##### Records for processing

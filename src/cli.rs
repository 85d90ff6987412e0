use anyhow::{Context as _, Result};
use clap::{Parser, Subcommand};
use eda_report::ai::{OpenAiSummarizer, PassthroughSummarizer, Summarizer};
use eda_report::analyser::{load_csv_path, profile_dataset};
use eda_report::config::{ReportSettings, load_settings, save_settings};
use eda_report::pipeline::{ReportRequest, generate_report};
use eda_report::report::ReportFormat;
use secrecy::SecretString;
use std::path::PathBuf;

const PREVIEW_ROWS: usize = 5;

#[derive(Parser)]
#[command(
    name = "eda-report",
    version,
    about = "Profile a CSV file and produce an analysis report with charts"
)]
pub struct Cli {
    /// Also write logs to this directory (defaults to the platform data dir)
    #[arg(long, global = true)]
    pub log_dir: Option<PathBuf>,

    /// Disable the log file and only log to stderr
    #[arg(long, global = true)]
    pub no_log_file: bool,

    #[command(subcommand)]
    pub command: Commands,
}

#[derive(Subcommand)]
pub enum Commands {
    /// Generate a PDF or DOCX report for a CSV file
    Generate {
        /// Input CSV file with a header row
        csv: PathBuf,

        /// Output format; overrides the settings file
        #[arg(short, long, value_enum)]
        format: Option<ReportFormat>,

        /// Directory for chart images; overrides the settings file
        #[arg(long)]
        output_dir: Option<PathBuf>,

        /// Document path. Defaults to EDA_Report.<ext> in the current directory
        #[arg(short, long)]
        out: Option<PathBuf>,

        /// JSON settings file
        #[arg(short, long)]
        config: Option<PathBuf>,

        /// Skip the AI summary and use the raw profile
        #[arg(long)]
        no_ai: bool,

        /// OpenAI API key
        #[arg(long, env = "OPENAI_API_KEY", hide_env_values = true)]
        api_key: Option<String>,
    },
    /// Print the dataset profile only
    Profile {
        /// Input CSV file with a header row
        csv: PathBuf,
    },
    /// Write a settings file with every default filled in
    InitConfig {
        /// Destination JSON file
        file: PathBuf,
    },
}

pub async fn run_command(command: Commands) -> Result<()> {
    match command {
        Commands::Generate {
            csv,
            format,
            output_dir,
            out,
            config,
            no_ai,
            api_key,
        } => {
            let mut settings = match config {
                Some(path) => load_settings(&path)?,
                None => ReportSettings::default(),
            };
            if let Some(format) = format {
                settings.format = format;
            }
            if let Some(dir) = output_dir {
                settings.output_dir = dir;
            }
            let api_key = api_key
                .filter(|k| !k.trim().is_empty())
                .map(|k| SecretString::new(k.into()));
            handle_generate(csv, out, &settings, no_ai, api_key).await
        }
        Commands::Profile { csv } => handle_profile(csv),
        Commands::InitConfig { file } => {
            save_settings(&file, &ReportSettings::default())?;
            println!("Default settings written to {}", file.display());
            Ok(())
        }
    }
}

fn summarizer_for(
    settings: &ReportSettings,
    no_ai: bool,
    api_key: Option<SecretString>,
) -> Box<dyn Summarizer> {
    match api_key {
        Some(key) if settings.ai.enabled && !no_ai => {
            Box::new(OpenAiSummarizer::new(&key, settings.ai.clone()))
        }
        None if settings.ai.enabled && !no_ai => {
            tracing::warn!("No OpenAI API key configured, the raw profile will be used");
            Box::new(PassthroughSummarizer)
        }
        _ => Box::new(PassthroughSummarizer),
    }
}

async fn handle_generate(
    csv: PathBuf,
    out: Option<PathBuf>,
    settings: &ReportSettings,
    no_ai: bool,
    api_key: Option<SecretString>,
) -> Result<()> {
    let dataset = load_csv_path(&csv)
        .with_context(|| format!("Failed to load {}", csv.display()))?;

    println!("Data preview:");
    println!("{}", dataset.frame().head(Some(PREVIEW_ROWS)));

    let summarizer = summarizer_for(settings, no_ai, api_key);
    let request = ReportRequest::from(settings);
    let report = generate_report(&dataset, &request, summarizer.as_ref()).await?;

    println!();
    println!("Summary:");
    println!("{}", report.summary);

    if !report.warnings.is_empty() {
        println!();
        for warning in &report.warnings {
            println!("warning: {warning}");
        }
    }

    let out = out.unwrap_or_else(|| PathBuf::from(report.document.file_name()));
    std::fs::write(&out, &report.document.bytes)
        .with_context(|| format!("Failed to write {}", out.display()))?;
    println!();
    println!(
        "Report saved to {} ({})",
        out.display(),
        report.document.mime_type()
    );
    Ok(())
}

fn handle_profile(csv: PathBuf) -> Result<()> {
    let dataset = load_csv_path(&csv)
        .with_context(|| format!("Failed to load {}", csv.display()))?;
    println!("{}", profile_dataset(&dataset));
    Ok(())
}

##########

### Your instructions
Copy out every line of the listing where the word "enabled" occurs.

### Task output
        Some(key) if settings.ai.enabled && !no_ai => {
        None if settings.ai.enabled && !no_ai => {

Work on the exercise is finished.